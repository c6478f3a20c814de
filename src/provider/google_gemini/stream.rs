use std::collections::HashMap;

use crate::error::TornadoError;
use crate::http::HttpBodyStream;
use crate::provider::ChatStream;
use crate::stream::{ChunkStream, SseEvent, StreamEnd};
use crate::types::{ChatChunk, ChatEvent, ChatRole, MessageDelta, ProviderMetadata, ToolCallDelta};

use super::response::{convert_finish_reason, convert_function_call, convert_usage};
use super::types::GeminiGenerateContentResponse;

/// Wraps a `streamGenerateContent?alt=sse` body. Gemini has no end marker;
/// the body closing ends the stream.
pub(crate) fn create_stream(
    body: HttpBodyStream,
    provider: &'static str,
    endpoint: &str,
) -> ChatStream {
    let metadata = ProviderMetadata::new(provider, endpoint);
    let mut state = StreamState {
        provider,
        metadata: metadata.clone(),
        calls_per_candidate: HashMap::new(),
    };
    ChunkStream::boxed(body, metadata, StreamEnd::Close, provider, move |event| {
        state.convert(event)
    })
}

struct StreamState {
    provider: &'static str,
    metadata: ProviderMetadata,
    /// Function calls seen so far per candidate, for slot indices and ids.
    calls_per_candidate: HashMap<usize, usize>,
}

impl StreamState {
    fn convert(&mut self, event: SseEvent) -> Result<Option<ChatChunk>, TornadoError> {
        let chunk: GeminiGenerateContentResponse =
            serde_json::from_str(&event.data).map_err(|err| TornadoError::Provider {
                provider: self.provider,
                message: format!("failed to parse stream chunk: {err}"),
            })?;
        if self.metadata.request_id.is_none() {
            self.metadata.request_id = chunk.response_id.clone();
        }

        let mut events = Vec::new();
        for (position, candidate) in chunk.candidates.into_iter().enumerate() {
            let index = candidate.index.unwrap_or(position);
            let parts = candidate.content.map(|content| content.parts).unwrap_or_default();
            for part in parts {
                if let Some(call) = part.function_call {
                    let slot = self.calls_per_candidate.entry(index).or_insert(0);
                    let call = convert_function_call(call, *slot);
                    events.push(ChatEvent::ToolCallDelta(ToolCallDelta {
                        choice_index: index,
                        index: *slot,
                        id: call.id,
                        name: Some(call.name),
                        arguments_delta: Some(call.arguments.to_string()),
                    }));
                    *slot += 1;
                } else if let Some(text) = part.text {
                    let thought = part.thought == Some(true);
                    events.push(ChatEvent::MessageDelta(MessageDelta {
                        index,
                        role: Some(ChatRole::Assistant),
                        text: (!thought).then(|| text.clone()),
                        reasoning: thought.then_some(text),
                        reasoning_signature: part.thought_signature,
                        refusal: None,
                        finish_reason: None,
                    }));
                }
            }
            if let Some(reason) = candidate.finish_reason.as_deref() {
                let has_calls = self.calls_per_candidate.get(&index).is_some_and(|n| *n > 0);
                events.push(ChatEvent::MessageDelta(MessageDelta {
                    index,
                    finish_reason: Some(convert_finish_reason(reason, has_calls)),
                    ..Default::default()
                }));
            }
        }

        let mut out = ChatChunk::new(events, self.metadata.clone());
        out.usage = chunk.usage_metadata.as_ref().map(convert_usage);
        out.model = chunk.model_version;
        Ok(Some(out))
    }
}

## Exercise instructions
All of the data above is to be given again, word for word.

## Exercise output
repository c6478f3a20c814de
filename src/provider/google_gemini/stream.rs
use std::collections::HashMap;

use crate::error::TornadoError;
use crate::http::HttpBodyStream;
use crate::provider::ChatStream;
use crate::stream::{ChunkStream, SseEvent, StreamEnd};
use crate::types::{ChatChunk, ChatEvent, ChatRole, MessageDelta, ProviderMetadata, ToolCallDelta};

use super::response::{convert_finish_reason, convert_function_call, convert_usage};
use super::types::GeminiGenerateContentResponse;

/// Wraps a `streamGenerateContent?alt=sse` body. Gemini has no end marker;
/// the body closing ends the stream.
pub(crate) fn create_stream(
    body: HttpBodyStream,
    provider: &'static str,
    endpoint: &str,
) -> ChatStream {
    let metadata = ProviderMetadata::new(provider, endpoint);
    let mut state = StreamState {
        provider,
        metadata: metadata.clone(),
        calls_per_candidate: HashMap::new(),
    };
    ChunkStream::boxed(body, metadata, StreamEnd::Close, provider, move |event| {
        state.convert(event)
    })
}

struct StreamState {
    provider: &'static str,
    metadata: ProviderMetadata,
    /// Function calls seen so far per candidate, for slot indices and ids.
    calls_per_candidate: HashMap<usize, usize>,
}

impl StreamState {
    fn convert(&mut self, event: SseEvent) -> Result<Option<ChatChunk>, TornadoError> {
        let chunk: GeminiGenerateContentResponse =
            serde_json::from_str(&event.data).map_err(|err| TornadoError::Provider {
                provider: self.provider,
                message: format!("failed to parse stream chunk: {err}"),
            })?;
        if self.metadata.request_id.is_none() {
            self.metadata.request_id = chunk.response_id.clone();
        }

        let mut events = Vec::new();
        for (position, candidate) in chunk.candidates.into_iter().enumerate() {
            let index = candidate.index.unwrap_or(position);
            let parts = candidate.content.map(|content| content.parts).unwrap_or_default();
            for part in parts {
                if let Some(call) = part.function_call {
                    let slot = self.calls_per_candidate.entry(index).or_insert(0);
                    let call = convert_function_call(call, *slot);
                    events.push(ChatEvent::ToolCallDelta(ToolCallDelta {
                        choice_index: index,
                        index: *slot,
                        id: call.id,
                        name: Some(call.name),
                        arguments_delta: Some(call.arguments.to_string()),
                    }));
                    *slot += 1;
                } else if let Some(text) = part.text {
                    let thought = part.thought == Some(true);
                    events.push(ChatEvent::MessageDelta(MessageDelta {
                        index,
                        role: Some(ChatRole::Assistant),
                        text: (!thought).then(|| text.clone()),
                        reasoning: thought.then_some(text),
                        reasoning_signature: part.thought_signature,
                        refusal: None,
                        finish_reason: None,
                    }));
                }
            }
            if let Some(reason) = candidate.finish_reason.as_deref() {
                let has_calls = self.calls_per_candidate.get(&index).is_some_and(|n| *n > 0);
                events.push(ChatEvent::MessageDelta(MessageDelta {
                    index,
                    finish_reason: Some(convert_finish_reason(reason, has_calls)),
                    ..Default::default()
                }));
            }
        }

        let mut out = ChatChunk::new(events, self.metadata.clone());
        out.usage = chunk.usage_metadata.as_ref().map(convert_usage);
        out.model = chunk.model_version;
        Ok(Some(out))
    }
}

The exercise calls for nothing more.